+++ Extracted data

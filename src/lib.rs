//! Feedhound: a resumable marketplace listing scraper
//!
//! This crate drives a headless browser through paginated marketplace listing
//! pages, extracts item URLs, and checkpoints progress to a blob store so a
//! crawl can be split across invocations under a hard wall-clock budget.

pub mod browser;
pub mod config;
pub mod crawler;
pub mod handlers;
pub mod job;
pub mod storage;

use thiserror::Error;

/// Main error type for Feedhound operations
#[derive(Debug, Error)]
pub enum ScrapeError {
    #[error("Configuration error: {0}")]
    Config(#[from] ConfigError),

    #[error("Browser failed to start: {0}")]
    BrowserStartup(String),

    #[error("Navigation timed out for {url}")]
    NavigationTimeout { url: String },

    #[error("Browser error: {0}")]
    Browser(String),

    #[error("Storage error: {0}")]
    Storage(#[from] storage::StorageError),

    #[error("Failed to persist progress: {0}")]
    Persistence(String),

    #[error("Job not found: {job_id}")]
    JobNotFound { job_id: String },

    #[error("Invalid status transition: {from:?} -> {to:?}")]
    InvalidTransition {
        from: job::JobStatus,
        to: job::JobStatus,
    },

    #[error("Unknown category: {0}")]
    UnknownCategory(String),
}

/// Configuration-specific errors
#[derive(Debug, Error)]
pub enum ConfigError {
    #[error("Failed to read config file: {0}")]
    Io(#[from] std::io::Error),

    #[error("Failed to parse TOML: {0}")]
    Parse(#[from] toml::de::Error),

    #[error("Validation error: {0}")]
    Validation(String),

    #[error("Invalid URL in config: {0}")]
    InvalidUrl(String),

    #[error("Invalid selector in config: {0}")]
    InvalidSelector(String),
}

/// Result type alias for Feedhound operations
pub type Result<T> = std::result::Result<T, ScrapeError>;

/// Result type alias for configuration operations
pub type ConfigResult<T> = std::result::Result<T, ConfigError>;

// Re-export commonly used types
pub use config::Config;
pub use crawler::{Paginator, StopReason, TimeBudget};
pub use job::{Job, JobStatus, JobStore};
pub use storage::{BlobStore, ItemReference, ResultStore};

++++++
+++ Extracted data

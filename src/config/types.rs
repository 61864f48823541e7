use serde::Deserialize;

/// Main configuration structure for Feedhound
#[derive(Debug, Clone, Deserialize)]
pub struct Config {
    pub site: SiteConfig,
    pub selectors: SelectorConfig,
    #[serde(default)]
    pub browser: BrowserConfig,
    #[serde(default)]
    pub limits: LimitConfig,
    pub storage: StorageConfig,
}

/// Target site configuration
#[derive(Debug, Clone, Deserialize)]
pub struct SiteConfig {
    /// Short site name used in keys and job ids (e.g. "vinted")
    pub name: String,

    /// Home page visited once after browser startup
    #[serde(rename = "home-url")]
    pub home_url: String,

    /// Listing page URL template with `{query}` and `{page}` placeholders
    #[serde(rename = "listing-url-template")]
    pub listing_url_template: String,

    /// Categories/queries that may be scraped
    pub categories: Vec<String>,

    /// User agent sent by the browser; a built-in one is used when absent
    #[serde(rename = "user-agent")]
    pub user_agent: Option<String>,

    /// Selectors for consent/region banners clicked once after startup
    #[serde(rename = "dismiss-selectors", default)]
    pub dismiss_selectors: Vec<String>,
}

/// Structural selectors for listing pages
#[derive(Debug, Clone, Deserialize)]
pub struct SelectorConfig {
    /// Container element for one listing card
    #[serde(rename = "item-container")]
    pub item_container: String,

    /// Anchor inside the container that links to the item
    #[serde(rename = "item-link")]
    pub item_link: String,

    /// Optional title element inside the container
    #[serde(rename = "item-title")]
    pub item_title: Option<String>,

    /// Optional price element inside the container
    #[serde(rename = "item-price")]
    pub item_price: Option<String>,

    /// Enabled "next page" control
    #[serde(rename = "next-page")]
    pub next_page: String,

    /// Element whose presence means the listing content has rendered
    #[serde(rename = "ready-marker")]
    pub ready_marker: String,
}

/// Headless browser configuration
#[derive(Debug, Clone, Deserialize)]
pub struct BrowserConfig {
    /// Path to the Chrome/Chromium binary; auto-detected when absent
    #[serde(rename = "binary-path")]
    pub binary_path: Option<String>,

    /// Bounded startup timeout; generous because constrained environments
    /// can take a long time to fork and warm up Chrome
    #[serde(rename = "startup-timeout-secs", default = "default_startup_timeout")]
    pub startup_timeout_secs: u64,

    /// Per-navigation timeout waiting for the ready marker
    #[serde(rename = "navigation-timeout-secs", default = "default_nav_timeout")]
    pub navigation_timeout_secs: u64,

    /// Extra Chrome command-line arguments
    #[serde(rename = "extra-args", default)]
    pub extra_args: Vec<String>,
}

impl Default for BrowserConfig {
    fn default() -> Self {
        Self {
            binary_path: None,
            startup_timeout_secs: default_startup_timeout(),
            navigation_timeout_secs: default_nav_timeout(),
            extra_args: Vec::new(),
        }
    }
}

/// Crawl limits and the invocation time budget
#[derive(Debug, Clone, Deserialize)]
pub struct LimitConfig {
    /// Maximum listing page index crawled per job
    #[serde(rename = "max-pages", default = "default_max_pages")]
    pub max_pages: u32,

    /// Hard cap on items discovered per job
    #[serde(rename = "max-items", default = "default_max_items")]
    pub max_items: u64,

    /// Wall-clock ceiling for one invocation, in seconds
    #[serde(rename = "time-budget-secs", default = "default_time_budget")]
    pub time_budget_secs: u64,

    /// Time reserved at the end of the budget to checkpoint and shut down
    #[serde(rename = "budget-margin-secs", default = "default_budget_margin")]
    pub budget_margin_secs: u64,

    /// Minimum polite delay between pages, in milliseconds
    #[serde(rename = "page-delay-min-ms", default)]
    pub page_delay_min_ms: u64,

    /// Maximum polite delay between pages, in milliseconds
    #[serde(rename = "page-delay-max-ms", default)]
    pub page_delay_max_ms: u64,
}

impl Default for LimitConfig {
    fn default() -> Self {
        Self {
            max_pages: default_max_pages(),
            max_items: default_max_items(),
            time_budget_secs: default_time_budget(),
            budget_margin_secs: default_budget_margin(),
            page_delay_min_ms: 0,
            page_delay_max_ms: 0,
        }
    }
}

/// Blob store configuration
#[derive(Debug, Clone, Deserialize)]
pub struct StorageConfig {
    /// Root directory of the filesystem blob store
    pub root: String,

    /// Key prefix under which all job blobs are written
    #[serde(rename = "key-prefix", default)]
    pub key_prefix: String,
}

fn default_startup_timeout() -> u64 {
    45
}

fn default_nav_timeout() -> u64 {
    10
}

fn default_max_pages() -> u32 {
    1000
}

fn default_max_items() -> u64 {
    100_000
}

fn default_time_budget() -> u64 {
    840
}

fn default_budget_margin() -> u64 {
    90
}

++++++

# Task description
Filter the data down to the lines that contain the string "operations", and copy them.

# Output of the task
/// Main error type for Feedhound operations
/// Result type alias for Feedhound operations
/// Result type alias for configuration operations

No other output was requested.